> MATERIAL FOR THIS TASK:
== Segment start ==

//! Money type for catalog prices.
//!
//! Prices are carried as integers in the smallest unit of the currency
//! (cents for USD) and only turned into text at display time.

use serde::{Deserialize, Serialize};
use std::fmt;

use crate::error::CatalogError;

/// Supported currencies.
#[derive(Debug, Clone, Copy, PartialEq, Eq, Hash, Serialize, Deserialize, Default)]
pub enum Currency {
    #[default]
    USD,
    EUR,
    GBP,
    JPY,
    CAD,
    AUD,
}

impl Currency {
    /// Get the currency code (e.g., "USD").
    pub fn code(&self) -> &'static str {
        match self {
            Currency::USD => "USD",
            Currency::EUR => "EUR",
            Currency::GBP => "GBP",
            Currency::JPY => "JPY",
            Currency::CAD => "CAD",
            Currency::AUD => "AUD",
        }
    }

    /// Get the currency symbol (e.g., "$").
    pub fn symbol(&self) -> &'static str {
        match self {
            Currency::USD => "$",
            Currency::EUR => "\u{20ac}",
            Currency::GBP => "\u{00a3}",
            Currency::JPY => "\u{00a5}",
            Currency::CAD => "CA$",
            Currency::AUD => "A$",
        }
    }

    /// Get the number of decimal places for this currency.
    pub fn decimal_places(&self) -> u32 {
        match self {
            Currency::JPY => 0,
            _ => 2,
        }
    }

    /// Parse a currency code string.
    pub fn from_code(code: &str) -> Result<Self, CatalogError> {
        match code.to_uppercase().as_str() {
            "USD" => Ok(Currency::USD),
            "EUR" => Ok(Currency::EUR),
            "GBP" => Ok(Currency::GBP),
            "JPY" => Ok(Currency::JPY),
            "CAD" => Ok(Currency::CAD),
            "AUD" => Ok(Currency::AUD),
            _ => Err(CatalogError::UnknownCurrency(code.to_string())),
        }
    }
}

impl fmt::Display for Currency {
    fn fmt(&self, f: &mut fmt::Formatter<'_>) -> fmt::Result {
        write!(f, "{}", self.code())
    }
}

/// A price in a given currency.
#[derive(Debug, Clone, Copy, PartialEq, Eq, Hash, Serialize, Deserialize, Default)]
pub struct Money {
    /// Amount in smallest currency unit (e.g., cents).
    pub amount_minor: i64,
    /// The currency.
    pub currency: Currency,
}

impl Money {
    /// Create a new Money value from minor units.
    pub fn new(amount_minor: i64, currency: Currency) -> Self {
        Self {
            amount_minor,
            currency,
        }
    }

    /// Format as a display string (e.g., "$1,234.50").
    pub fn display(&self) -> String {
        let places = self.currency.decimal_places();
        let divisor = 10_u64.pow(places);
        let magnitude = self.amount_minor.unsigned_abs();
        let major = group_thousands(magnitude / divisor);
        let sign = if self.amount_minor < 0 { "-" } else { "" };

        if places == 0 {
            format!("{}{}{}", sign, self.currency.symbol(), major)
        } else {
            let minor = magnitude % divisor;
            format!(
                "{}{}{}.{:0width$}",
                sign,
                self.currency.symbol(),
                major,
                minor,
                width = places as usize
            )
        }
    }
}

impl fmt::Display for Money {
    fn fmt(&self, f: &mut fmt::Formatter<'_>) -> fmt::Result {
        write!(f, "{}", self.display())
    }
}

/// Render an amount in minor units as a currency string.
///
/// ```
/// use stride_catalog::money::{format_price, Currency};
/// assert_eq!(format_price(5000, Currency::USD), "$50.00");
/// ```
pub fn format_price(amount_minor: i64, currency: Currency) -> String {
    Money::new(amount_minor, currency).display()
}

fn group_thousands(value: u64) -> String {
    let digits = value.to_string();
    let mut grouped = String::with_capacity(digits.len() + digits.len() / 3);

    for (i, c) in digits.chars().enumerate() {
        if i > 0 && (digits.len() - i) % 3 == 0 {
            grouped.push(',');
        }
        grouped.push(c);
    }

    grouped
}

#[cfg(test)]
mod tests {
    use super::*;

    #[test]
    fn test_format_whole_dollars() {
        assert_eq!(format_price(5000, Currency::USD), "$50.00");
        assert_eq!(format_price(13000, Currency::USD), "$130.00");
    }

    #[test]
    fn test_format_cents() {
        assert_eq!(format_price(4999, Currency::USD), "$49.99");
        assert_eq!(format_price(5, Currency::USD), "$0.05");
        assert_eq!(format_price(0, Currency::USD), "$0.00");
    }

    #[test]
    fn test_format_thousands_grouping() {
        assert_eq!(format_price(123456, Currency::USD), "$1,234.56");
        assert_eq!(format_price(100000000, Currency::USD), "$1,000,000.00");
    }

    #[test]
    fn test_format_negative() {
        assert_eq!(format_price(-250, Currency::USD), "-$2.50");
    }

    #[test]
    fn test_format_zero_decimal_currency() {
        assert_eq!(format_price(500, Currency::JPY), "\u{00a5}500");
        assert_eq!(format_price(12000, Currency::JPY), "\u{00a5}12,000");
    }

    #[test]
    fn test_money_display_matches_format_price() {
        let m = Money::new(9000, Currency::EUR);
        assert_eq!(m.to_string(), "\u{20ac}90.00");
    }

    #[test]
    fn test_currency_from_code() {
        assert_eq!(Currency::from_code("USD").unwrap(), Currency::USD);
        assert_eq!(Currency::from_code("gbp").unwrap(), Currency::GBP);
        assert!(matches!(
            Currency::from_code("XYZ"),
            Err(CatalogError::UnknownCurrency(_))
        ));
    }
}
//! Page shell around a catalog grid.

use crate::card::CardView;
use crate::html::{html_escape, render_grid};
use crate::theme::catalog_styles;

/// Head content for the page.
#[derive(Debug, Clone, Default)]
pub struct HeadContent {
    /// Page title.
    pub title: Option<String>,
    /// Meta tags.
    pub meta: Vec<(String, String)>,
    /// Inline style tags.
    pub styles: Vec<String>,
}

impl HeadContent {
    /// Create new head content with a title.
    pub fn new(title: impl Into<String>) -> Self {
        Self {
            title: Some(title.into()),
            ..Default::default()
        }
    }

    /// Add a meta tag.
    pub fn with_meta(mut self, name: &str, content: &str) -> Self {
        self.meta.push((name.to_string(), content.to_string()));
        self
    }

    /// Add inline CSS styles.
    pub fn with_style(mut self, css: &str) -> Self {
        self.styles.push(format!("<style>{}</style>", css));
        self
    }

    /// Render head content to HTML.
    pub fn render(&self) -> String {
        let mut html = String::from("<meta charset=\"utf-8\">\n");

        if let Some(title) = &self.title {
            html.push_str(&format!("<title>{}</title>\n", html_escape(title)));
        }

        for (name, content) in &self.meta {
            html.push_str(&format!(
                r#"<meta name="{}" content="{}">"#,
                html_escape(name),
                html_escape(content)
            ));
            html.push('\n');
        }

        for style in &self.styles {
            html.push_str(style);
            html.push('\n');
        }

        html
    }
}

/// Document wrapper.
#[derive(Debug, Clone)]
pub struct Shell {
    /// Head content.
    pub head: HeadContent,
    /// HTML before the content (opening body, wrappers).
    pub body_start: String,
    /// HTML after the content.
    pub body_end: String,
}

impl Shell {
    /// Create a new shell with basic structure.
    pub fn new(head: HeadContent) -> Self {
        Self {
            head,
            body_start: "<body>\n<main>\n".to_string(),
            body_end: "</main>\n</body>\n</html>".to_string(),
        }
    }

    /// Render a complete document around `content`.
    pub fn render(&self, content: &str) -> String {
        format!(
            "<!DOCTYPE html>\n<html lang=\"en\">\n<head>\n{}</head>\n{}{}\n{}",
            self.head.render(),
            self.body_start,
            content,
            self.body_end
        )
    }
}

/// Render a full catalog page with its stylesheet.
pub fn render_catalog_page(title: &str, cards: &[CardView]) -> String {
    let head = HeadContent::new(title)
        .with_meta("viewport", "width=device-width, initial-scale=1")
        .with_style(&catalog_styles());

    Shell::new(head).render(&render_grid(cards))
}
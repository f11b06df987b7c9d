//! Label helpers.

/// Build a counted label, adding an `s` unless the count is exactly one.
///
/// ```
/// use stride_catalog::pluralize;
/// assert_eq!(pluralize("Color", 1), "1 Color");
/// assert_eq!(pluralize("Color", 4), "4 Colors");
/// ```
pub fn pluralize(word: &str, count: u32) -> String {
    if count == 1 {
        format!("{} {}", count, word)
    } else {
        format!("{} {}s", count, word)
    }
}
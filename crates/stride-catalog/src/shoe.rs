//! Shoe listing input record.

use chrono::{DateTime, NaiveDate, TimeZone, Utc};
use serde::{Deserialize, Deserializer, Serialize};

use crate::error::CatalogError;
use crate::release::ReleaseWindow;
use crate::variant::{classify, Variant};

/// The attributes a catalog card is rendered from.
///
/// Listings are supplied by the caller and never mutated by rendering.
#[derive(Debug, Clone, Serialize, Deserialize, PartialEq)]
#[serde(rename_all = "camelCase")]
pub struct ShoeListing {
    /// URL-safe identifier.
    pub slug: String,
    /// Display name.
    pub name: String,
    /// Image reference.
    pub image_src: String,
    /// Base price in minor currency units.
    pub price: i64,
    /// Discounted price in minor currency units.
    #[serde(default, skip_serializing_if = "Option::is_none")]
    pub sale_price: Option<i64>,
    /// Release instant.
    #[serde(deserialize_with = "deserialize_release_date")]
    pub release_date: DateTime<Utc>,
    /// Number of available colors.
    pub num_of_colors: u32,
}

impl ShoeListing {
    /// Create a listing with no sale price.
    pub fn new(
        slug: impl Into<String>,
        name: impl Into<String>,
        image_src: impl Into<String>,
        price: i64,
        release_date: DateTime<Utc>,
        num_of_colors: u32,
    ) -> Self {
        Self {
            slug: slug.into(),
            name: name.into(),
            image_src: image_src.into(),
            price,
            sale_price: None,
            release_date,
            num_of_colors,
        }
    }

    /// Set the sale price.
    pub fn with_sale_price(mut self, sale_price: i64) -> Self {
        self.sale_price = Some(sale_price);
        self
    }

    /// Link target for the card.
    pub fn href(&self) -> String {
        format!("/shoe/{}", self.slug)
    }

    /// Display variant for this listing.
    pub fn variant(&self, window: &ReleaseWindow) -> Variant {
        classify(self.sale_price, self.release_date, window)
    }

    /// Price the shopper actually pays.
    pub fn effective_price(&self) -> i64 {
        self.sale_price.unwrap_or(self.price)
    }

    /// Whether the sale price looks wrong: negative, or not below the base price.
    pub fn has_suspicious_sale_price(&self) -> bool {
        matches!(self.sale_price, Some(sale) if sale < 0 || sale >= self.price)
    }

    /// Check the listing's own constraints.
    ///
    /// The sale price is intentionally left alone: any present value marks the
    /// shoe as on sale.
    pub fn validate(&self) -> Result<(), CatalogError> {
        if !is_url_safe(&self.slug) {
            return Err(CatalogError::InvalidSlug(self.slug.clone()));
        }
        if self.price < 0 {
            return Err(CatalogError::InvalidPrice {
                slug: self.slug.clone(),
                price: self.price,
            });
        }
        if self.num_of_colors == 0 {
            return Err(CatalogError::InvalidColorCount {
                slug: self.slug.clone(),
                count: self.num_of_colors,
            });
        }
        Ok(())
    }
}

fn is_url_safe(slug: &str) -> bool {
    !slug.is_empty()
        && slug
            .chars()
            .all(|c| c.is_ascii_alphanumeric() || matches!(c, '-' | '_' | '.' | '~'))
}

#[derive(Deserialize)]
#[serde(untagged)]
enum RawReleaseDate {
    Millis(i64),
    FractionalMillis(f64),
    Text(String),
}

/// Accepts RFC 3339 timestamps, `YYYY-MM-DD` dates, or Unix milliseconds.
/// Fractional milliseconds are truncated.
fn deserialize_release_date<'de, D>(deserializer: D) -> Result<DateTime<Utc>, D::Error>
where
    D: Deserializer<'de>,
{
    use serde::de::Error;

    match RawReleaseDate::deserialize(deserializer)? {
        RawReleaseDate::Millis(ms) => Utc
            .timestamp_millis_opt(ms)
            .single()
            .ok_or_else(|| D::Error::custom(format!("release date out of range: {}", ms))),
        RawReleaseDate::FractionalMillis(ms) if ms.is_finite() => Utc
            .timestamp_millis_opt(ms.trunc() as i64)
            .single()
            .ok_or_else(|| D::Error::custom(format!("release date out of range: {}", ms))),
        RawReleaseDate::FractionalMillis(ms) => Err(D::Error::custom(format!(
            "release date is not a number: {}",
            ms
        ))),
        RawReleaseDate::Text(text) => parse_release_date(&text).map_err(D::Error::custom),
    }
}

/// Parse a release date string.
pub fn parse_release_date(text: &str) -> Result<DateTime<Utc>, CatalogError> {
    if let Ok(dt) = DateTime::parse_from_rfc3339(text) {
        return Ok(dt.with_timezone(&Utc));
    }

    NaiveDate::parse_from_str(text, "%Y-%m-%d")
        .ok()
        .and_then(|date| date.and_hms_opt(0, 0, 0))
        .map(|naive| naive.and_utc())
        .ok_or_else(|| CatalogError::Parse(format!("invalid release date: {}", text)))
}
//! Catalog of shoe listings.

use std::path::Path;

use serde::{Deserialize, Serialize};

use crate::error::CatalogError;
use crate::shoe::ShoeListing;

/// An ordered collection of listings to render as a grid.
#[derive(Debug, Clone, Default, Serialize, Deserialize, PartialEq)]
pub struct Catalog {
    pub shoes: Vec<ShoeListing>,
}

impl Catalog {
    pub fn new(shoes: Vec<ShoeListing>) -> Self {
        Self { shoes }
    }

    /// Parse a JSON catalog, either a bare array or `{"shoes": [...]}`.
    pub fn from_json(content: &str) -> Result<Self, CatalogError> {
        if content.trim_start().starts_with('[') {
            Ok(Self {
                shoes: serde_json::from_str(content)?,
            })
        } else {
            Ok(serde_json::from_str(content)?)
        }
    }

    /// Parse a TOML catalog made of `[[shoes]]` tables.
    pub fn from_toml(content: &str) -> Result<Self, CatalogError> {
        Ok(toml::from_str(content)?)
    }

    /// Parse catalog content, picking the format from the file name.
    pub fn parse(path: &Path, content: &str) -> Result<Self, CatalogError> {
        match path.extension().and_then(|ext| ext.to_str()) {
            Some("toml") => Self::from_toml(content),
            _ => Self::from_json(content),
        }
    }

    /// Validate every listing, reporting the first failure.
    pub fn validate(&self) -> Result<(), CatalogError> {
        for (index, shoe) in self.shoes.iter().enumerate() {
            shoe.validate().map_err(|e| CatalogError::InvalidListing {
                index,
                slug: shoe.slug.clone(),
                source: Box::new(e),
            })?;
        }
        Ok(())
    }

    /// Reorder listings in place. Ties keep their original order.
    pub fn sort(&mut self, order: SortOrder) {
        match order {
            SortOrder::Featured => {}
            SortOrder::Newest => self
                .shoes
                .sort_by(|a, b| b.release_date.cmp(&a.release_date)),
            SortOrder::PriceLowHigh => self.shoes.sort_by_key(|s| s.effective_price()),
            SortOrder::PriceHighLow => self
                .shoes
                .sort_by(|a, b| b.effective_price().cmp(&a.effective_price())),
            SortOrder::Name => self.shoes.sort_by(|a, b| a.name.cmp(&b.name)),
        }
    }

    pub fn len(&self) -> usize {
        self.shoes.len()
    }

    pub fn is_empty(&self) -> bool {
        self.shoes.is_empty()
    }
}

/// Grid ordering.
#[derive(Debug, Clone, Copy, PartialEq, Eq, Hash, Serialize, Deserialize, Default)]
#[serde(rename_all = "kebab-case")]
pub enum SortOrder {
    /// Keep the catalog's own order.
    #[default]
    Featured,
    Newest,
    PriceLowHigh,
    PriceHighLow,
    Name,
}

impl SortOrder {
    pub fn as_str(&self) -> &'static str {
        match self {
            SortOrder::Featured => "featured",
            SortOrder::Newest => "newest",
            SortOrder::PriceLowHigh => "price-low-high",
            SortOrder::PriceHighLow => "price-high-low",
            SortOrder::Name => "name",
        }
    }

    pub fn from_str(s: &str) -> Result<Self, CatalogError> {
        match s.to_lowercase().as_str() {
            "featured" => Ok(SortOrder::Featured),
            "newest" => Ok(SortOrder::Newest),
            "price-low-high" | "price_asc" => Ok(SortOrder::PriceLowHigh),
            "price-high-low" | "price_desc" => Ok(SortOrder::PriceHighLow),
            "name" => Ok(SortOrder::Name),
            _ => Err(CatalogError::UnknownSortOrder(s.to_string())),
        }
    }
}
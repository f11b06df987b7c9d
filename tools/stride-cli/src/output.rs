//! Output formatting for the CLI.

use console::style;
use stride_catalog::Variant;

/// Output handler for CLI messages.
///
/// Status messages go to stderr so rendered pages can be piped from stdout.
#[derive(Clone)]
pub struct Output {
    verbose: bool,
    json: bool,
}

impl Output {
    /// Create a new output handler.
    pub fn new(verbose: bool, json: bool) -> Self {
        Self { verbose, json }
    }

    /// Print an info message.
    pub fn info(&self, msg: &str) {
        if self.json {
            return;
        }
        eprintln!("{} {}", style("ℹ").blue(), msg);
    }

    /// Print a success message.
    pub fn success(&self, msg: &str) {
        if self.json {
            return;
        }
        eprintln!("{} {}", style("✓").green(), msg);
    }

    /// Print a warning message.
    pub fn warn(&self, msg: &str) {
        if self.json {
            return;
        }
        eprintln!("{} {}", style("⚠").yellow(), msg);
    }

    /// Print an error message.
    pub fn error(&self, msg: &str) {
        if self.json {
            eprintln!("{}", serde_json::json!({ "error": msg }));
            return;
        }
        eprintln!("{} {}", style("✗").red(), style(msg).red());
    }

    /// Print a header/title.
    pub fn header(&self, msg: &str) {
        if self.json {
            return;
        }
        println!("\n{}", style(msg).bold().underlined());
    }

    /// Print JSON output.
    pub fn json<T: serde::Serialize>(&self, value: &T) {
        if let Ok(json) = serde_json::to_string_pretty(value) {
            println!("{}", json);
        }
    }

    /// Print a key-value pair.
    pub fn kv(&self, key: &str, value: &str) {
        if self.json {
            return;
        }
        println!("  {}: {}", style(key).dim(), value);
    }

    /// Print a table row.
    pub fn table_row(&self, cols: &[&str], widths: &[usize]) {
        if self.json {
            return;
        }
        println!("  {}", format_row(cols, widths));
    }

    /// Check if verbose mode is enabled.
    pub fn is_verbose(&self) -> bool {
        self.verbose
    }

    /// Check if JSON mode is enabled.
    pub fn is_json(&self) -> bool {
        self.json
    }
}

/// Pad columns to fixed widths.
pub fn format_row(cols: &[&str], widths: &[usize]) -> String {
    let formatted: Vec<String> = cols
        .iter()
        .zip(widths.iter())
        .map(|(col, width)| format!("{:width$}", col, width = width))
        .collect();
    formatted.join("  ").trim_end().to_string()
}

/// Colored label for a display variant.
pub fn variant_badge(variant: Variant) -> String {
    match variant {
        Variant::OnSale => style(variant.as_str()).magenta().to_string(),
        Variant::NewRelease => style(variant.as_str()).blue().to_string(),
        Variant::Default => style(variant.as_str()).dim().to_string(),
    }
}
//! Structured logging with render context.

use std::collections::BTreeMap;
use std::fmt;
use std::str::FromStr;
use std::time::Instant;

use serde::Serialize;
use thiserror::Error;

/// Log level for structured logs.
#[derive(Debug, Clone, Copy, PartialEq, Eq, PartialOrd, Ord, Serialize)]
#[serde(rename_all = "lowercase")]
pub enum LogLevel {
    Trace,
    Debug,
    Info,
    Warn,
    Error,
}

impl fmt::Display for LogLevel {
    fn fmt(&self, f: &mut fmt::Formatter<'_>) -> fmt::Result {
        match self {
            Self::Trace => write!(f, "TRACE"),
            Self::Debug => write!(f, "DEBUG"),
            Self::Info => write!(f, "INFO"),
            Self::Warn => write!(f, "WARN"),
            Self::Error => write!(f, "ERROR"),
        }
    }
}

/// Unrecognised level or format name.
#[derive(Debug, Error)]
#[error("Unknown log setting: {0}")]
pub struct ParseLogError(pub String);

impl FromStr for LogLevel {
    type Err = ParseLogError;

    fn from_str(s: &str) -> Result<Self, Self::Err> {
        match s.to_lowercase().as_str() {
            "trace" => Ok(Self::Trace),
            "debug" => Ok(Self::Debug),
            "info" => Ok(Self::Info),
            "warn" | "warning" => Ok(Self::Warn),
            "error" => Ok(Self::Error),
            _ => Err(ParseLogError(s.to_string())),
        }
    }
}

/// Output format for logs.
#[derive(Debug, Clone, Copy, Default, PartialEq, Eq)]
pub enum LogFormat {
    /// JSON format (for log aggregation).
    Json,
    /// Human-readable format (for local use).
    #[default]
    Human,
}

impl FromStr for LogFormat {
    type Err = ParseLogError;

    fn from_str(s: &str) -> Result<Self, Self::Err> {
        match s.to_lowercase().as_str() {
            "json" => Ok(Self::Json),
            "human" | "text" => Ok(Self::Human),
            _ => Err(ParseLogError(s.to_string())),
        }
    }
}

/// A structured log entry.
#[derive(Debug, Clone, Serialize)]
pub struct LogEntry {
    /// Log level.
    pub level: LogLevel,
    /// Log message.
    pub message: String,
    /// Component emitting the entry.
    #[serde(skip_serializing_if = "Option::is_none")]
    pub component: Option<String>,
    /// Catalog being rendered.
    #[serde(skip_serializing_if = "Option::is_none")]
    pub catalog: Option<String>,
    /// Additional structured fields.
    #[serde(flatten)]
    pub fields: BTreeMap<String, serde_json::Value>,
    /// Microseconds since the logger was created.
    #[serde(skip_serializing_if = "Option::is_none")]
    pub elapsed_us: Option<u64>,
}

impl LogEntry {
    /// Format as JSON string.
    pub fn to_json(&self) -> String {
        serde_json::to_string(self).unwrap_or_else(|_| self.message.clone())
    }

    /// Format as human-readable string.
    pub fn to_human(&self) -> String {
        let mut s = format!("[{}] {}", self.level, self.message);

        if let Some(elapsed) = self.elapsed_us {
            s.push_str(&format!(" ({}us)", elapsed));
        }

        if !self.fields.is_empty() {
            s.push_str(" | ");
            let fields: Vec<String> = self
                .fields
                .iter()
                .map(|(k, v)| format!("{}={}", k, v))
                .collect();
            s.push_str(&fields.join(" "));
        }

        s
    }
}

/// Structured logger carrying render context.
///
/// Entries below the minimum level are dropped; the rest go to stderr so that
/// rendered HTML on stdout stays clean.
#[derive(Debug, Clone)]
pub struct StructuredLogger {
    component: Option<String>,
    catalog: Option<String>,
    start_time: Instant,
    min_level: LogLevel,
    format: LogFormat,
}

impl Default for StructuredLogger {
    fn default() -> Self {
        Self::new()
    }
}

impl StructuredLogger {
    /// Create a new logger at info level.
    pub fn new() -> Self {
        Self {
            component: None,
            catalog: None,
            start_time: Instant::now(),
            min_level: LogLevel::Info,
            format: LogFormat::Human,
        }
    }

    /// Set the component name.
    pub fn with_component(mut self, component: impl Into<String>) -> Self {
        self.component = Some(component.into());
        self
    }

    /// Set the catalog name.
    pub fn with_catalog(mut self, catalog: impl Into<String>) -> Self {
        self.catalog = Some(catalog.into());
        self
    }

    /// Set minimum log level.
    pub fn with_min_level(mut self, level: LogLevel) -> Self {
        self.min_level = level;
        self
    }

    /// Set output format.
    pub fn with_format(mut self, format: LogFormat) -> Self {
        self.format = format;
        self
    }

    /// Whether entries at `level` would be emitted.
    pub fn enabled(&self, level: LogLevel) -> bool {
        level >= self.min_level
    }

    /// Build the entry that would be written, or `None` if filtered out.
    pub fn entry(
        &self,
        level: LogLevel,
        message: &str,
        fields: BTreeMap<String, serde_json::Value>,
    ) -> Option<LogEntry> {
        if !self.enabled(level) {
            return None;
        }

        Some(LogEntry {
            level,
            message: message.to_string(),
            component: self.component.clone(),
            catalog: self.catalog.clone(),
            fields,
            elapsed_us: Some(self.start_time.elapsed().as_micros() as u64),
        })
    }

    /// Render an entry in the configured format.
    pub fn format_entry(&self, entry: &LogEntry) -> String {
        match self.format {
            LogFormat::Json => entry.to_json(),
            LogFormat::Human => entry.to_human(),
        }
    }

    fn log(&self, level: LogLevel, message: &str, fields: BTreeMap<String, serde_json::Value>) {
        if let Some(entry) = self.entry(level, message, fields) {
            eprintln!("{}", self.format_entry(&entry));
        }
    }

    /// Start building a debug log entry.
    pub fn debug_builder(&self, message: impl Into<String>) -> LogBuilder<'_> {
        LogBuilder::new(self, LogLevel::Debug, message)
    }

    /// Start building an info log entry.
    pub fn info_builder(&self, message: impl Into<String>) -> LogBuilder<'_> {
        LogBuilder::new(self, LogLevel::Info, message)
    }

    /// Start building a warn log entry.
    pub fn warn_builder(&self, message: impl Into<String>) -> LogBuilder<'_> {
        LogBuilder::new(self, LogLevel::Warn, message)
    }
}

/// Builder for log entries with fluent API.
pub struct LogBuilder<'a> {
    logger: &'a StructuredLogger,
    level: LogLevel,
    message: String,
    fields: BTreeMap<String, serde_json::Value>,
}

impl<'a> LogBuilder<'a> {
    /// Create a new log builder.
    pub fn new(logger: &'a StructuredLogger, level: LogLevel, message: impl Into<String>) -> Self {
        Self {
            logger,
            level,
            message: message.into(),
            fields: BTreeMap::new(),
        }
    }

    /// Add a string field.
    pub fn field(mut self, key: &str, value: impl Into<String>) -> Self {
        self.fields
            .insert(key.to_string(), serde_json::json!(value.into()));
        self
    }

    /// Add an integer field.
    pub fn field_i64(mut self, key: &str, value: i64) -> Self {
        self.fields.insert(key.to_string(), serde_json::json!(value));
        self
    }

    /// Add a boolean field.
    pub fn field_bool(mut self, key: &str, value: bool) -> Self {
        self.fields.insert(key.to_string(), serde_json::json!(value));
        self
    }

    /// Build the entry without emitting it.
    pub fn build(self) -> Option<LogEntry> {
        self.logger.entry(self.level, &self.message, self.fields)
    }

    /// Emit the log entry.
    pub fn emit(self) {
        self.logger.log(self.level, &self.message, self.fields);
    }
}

== Segment end ==

> HOW TO COMPLETE THIS TASK:
Within the records above, determine how many lines contain the word "path". Respond with that number and no other text.

> EXERCISE ANSWER:
3